Dingo had measure of Tassie tiger
Scientists have digitally crash-tested the predator performance of two Australian icons - the feral dingo dog and the extinct Tasmanian "tiger".
The team built sophisticated computer models of the animals' skulls to compare their feeding behaviour.
The study showed that although the tiger was the bigger, more efficient biter, the dingo was better equipped to deal with prey that struggles.
The results are reported in a Royal Society journal.
The researchers say they may help explain why the tiger disappeared.
It has long been suggested that the feral dog Canis lupus dingo out-competed the tiger (Thylacinus cynocephalus) for food, and was a major factor in pushing the marsupial carnivore off mainland Australia.
The new analysis, which simulates the bite forces and stress patterns applying to dingo and thylacine skulls in the act of killing, confirms there would have been substantial overlap in their choice of prey.
Computer comparison
"What this study suggests is that the thylacine had a much more restricted range of prey," explained Dr Stephen Wroe from the University of New South Wales (UNSW), Sydney.
"The dingo, on the other hand, is adept at taking anything from invertebrates through to kangaroos. The dingo can also be a social hunter and it's most unlikely that the thylacine was; and we know that the more specialised an animal is, the more vulnerable it is."
The researchers took CT (X-ray) scans of the animals' skulls and then built high-resolution digital models of each, incorporating realistic representations of details such as the change in bone material across skeletal structures.
They then loaded the models with forces and analysed the visual read-out. The "hotter" the colours appeared on the screen, the greater the mechanical stresses and strains experienced by the skull, jaw, teeth and cranial muscles.

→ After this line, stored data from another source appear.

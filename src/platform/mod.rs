//! Platform abstraction: mount tables, `statvfs`, clocks, and the OS trait.

pub mod clock;
pub mod mount_table;
pub mod pal;
pub mod usage;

"We are able to simulate various predatory behaviours - biting, pulling and tearing - to see the patterns of stress and strain. With two skulls that are performing the same behaviour, you can then tell which performs best under particular circumstances," said Dr Wroe.
Reduced size
The approach gave insights into the feeding behaviours of the two animals. For the dingo, its eating habits are well known; but for the extinct thylacine, the observational data is sparse.
The study demonstrates, the team says, that despite being armed with a more powerful and efficient bite and having larger energy needs than the dingo, the thylacine would have been restricted to eating relatively small prey. On the other hand, the dingo's stronger head and neck anatomy allows it to subdue large prey as well, they add.
"The thylacine has a greater bite force than the dingo but its skull becomes more stressed than the dingo under conditions that simulate the influence of struggling prey," explained Dr Wroe.
"In terms of getting the balance between the energy expended in catching prey versus the amount of energy you get from those food items, the thylacine was sailing close to the wind."
He added: "If the thylacine had been better able to hunt large prey, such as adult kangaroos and emus, as well as smaller species, then it would have faced less competition from the smaller dingo."
Complex factors
The dingo was introduced by humans to mainland Australia little more than 4,500 years ago and spread rapidly across the continent - only failing to reach Tasmania because rising sea levels had inundated the Bass Strait some 6,000 years earlier.
This march across Australia is matched by the retreat of the tiger to its last island refuge.
It was there that European settlers then persecuted the animal, believing it to be a wolf-like creature that killed sheep. The last tiger died in a zoo in 1936
Scientists stress that the tiger's removal from the mainland was not solely down to the dingo. Climate change, and a shift in Aboriginals' land-use and hunting practices would also have been factors.
Dr Wroe conducted the thylacine-dingo study with Karen Moreno (UNSW) and University of Newcastle colleagues, Colin McHenry and Philip Clausen.
Their paper is published in Proceedings B of the Royal Society.